[Dataset entries]
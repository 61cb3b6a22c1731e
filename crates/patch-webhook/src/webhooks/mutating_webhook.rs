use std::{error::Error, sync::Arc};

use axum::{
    Router,
    body::Bytes,
    extract::DefaultBodyLimit,
    http::{StatusCode, header},
    response::{IntoResponse, Response},
};
use snafu::{ResultExt, Snafu};
use tracing::instrument;

use super::{PatchRules, Webhook};
use crate::{
    constants::MAX_ADMISSION_REVIEW_BYTES,
    patch::PatchDocument,
    review::{AdmissionReview, AdmissionReviewResponse, DecodeError, EncodeError},
    view::ProjectObjectError,
};

/// Per-request failures. Each of them is answered with `400 Bad Request` and the error chain as
/// plain text body. The admission is never denied.
#[derive(Debug, Snafu)]
pub enum MutateError {
    #[snafu(display("failed to decode admission review"))]
    DecodeReview { source: DecodeError },

    #[snafu(display("failed to project object of admission request {uid:?}"))]
    ProjectObject {
        source: ProjectObjectError,
        uid: String,
    },

    #[snafu(display("failed to encode response for admission request {uid:?}"))]
    EncodeResponse { source: EncodeError, uid: String },
}

impl MutateError {
    /// Renders the error and all of its sources as a single line.
    pub fn chain(&self) -> String {
        std::iter::successors(Some(self as &(dyn Error + 'static)), |err| (*err).source())
            .map(ToString::to_string)
            .collect::<Vec<_>>()
            .join(": ")
    }
}

impl IntoResponse for MutateError {
    fn into_response(self) -> Response {
        (StatusCode::BAD_REQUEST, self.chain()).into_response()
    }
}

/// Mutating webhook, which intercepts object creations/modifications and patches the object on
/// the fly.
///
/// The decision which patches to apply is delegated to the [`PatchRules`] `R`. The webhook
/// answers on every path except `/health`, the path is chosen by the webhook configuration of the
/// cluster.
///
/// ### Example usage
///
/// ```
/// use patch_webhook::{
///     patch::PatchDocument,
///     view::{self, ProjectObjectError},
///     webhooks::{MutatingWebhook, PatchRules},
/// };
/// use serde::Deserialize;
/// use serde_json::value::RawValue;
///
/// #[derive(Debug, Deserialize)]
/// struct KindView {
///     kind: String,
/// }
///
/// // Basic no-op implementation
/// struct NoOp;
///
/// impl PatchRules for NoOp {
///     type View = KindView;
///
///     fn project(&self, object: &RawValue) -> Result<KindView, ProjectObjectError> {
///         view::deserialize_object(object)
///     }
///
///     fn evaluate(&self, _view: &KindView, _namespace: &str) -> PatchDocument {
///         PatchDocument::new()
///     }
/// }
///
/// let mutating_webhook = MutatingWebhook::new(NoOp);
/// ```
pub struct MutatingWebhook<R> {
    rules: Arc<R>,
}

impl<R> MutatingWebhook<R>
where
    R: PatchRules,
{
    pub fn new(rules: R) -> Self {
        Self {
            rules: Arc::new(rules),
        }
    }

    /// Runs a single admission request through decode, projection, rule evaluation and encode.
    ///
    /// The inbound review is logged as audit record as soon as it is decoded, regardless of the
    /// outcome of the following steps. Reviews without an object (or with a `null` object), as
    /// sent for DELETE and CONNECT operations, are allowed unchanged.
    #[instrument(name = "mutate_admission_request", skip_all)]
    pub fn mutate(&self, body: &[u8]) -> Result<AdmissionReviewResponse, MutateError> {
        let review = AdmissionReview::from_slice(body).context(DecodeReviewSnafu)?;

        tracing::info!(
            uid = %review.request.uid,
            namespace = %review.request.namespace,
            review = %String::from_utf8_lossy(body),
            "received admission review"
        );

        let uid = review.request.uid.clone();
        let patch = match review.request.object.as_deref() {
            Some(object) => {
                let view = self
                    .rules
                    .project(object)
                    .with_context(|_| ProjectObjectSnafu { uid: uid.clone() })?;

                let patch = self.rules.evaluate(&view, &review.request.namespace);
                tracing::debug!(
                    %uid,
                    ?view,
                    patch.operations = patch.len(),
                    "evaluated patch rules"
                );
                patch
            }
            None => {
                tracing::debug!(
                    %uid,
                    operation = ?review.request.operation,
                    "admission request carries no object, leaving it unchanged"
                );
                PatchDocument::new()
            }
        };

        review
            .into_response(&patch)
            .context(EncodeResponseSnafu { uid })
    }

    fn handle(&self, body: &[u8]) -> Response {
        match self.mutate(body).and_then(|review| {
            review.to_vec().with_context(|_| EncodeResponseSnafu {
                uid: review.response.uid.clone(),
            })
        }) {
            Ok(encoded) => (
                [(header::CONTENT_TYPE, "application/json")],
                encoded,
            )
                .into_response(),
            Err(err) => {
                tracing::warn!(
                    error = %err.chain(),
                    review = %String::from_utf8_lossy(body),
                    "failed to handle admission review"
                );
                err.into_response()
            }
        }
    }
}

impl<R> Webhook for MutatingWebhook<R>
where
    R: PatchRules,
{
    fn register_routes(&self, router: Router) -> Router {
        let webhook = Self {
            rules: self.rules.clone(),
        };
        let webhook = Arc::new(webhook);
        let handler_fn = move |body: Bytes| {
            let webhook = webhook.clone();
            async move { webhook.handle(&body) }
        };

        tracing::debug!("registering fallback route for mutating webhook");
        router
            .fallback(handler_fn)
            .layer(DefaultBodyLimit::max(MAX_ADMISSION_REVIEW_BYTES))
    }
}
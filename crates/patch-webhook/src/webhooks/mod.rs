use std::fmt::Debug;

use axum::Router;
pub use mutating_webhook::{MutateError, MutatingWebhook};
use serde_json::value::RawValue;

use crate::{patch::PatchDocument, view::ProjectObjectError};

mod mutating_webhook;

/// A webhook (such as the mutating webhook) needs to implement this trait.
pub trait Webhook {
    /// The webhook can add arbitrary routes to the passed [`Router`] and needs to return the
    /// resulting [`Router`].
    fn register_routes(&self, router: Router) -> Router;
}

/// The rule strategy driven by a [`MutatingWebhook`].
///
/// Each deployment profile supplies its own implementation together with its own (immutable)
/// configuration, the server, codec and lifecycle are shared.
///
/// Both functions are synchronous and must not perform any I/O. They are called once per
/// admission request.
pub trait PatchRules: Send + Sync + 'static {
    /// The minimal typed view of the admitted object.
    type View: Debug;

    /// Projects the raw admitted object into [`Self::View`].
    ///
    /// Unknown fields must be ignored. Malformed objects, or objects missing a field or element
    /// the rules depend on, fail with a [`ProjectObjectError`].
    fn project(&self, object: &RawValue) -> Result<Self::View, ProjectObjectError>;

    /// Decides which operations to apply to the object described by `view`.
    ///
    /// This function is total: the same input always results in the same ordered
    /// [`PatchDocument`]. An empty document allows the object unchanged.
    fn evaluate(&self, view: &Self::View, namespace: &str) -> PatchDocument;
}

[What this task involves] Return all lines in the entries above that carry the word "MutatingWebhook".

[Result below]
///     webhooks::{MutatingWebhook, PatchRules},
/// let mutating_webhook = MutatingWebhook::new(NoOp);
pub struct MutatingWebhook<R> {
impl<R> MutatingWebhook<R>
impl<R> Webhook for MutatingWebhook<R>
pub use mutating_webhook::{MutateError, MutatingWebhook};
/// The rule strategy driven by a [`MutatingWebhook`].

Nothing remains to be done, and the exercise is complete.